No intento con este escrito solucionar el problema, en primer lugar porque no está en mis manos, pero sí quiero dejar unas pinceladas a propósito de los días tan terribles que está sufriendo media España: unos desconsolados y con el miedo en el cuerpo de haberlo perdido todo y otros poniendo los medios para que nos les pase a ellos. Sin embargo, todos debemos estar —y estamos— más unidos y solidarios que nunca para ayudarnos.
Comunidades, autoridades, bomberos, militares, paisanos, restaurantes y amigos de acogida: todos en general, cada uno como ha podido, han sumado esfuerzos dejándose la piel, hombres y mujeres, noche y día, intentando apagar el maldito fuego de la destrucción. Ha quemado nuestra morada, nuestra casa, nuestras tierras y nuestros montes; ha roto al pueblo.
No he encontrado jamás a nadie que hable mal del lugar en el que nació. Mil razones aducimos para presentar nuestros pueblos y todos coincidimos en que el nuestro es el mejor: uno tiene río, el otro montaña; aquel tiene una vega con viñedos y olivares que produce de todo; en aquel hay un hospitalillo, el de más allá cuenta con jardines y vegetación por doquier, el de más arriba tiene seis coches de línea al día, en el del vecino se puede esquiar en invierno y en el mío hay vacas, caballos y ovejas. En el de Luis, por ejemplo, hay granja y tomamos leche fresca, huevos recién puestos y tomates recién cosechados. Todos disfrutamos hablando de nuestras tierras… o, mejor dicho, disfrutábamos.
Porque ha llegado el calor y, con él, el fuego. Ha dejado los hierros retorcidos, las casas derruidas, los árboles socarrados y a los animales sin un puñado de hierba verde que rumiar. Solo hay destrucción, desgracia y un desastre para echarse a llorar.
Yo he llorado. He llorado al ver a un anciano apoyado en su garrota contemplando cómo su pajar ardía en llamas, destruyendo los aperos y quitándole media vida. He llorado por los vecinos que han tenido que ser trasladados a otro pueblo porque las llamas llegaban al umbral de sus puertas. He llorado al ver arder las praderas al ritmo del relámpago, al ver chamuscarse la encina de casi cien años. He llorado al sentir la impotencia de no poder hacer nada. A todos se nos ha quemado algo.
Unos han tenido que salir de sus casas y ser acogidos por los demás, colaborando los vecinos en lo que han podido. En la memoria quedan las imágenes grabadas para mucho tiempo. Las heridas cerrarán, pero las cicatrices nos llevarán al recuerdo y, sobre todo, a preocuparnos para que esto no vuelva a pasar.

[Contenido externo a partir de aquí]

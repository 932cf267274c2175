//! Engine settings.
//!
//! Every field is defaulted so a missing or partially-written config file
//! still loads. Paths default to empty and must be filled in by the
//! embedding application before the engine is started.

use serde::{Deserialize, Serialize};
use std::path::PathBuf;

#[derive(Debug, Clone, Serialize, Deserialize)]
pub struct EngineSettings {
    /// Append-only console log the game writes to.
    #[serde(default)]
    pub log_path: PathBuf,

    /// The game's mutable config file that session effects may touch.
    /// Backed up at session start and restored at shutdown.
    #[serde(default)]
    pub game_config_path: PathBuf,

    /// Ordinary tick cadence: effect updates, listing refresh, status polls.
    #[serde(default = "default_safe_tick_ms")]
    pub safe_tick_ms: u64,

    /// Fast cadence: animated effects and motion-derived polls only.
    #[serde(default = "default_fast_tick_ms")]
    pub fast_tick_ms: u64,

    /// Widened interval used after a poll/tick error, narrowed back on success.
    #[serde(default = "default_error_backoff_secs")]
    pub error_backoff_secs: u64,

    /// How many times to try opening the console log before giving up for good.
    #[serde(default = "default_log_open_attempts")]
    pub log_open_attempts: u32,

    /// Fixed delay between log-open attempts.
    #[serde(default = "default_log_open_backoff_secs")]
    pub log_open_backoff_secs: u64,

    #[serde(default)]
    pub respawn: RespawnSettings,
}

/// Constants for the approximate "assume respawned by now" heuristic.
///
/// The window is death-cam time plus 1.5 average respawn-wave periods. The
/// numbers are known to be approximate near class-change boundaries and are
/// deliberately configuration, not code.
#[derive(Debug, Clone, Copy, Serialize, Deserialize)]
pub struct RespawnSettings {
    #[serde(default = "default_death_cam_secs")]
    pub death_cam_secs: f32,

    #[serde(default = "default_respawn_wave_secs")]
    pub respawn_wave_secs: f32,

    #[serde(default = "default_wave_multiplier")]
    pub wave_multiplier: f32,
}

impl RespawnSettings {
    /// Seconds after a death at which the user is assumed to be back in play.
    pub fn window_secs(&self) -> f32 {
        self.death_cam_secs + self.respawn_wave_secs * self.wave_multiplier
    }
}

impl Default for RespawnSettings {
    fn default() -> Self {
        Self {
            death_cam_secs: default_death_cam_secs(),
            respawn_wave_secs: default_respawn_wave_secs(),
            wave_multiplier: default_wave_multiplier(),
        }
    }
}

impl Default for EngineSettings {
    fn default() -> Self {
        Self {
            log_path: PathBuf::new(),
            game_config_path: PathBuf::new(),
            safe_tick_ms: default_safe_tick_ms(),
            fast_tick_ms: default_fast_tick_ms(),
            error_backoff_secs: default_error_backoff_secs(),
            log_open_attempts: default_log_open_attempts(),
            log_open_backoff_secs: default_log_open_backoff_secs(),
            respawn: RespawnSettings::default(),
        }
    }
}

fn default_safe_tick_ms() -> u64 {
    1000
}

fn default_fast_tick_ms() -> u64 {
    100
}

fn default_error_backoff_secs() -> u64 {
    15
}

fn default_log_open_attempts() -> u32 {
    5
}

fn default_log_open_backoff_secs() -> u64 {
    2
}

fn default_death_cam_secs() -> f32 {
    8.0
}

fn default_respawn_wave_secs() -> f32 {
    10.0
}

fn default_wave_multiplier() -> f32 {
    1.5
}

#[cfg(test)]
mod tests {
    use super::*;

    #[test]
    fn empty_toml_loads_with_defaults() {
        let settings: EngineSettings = toml::from_str("").unwrap();
        assert_eq!(settings.safe_tick_ms, 1000);
        assert_eq!(settings.fast_tick_ms, 100);
        assert_eq!(settings.error_backoff_secs, 15);
        assert_eq!(settings.respawn.window_secs(), 23.0);
    }

    #[test]
    fn partial_toml_keeps_other_defaults() {
        let settings: EngineSettings = toml::from_str(
            r#"
            safe_tick_ms = 500

            [respawn]
            death_cam_secs = 6.0
            "#,
        )
        .unwrap();
        assert_eq!(settings.safe_tick_ms, 500);
        assert_eq!(settings.fast_tick_ms, 100);
        assert_eq!(settings.respawn.death_cam_secs, 6.0);
        assert_eq!(settings.respawn.respawn_wave_secs, 10.0);
    }
}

Tardará mucho en que todo vuelva a estar como estaba: los animales, los frutales, los montes… todo ha sido arrasado y solo queda un denso olor a humo sobre una alfombra negra llena de pavesas y ceniza.
A todos nos llega el dolor. Creo que debemos estar más unidos que nunca y colaborar, cada uno en la medida de sus posibilidades, para hacer resurgir a nuestra tierra como el ave Fénix. Debemos concienciar a quienes aún no lo están de que el fuego es mortal, sumamente peligroso y destructor. Hay que controlarlo: No perdamos más vidas, casas, animales y cosechas.Se contaminan las aguas, no anidan las aves, la caza se pierde y cuesta respirar. Sufre el medio ambiente y hay que poner manos a la obra TODOS, Y DESDE YA.
Nuestra conciencia, nuestro genio, nuestra valentía y nuestra fuerza nos dicen a todos: ¡¡Adelante!!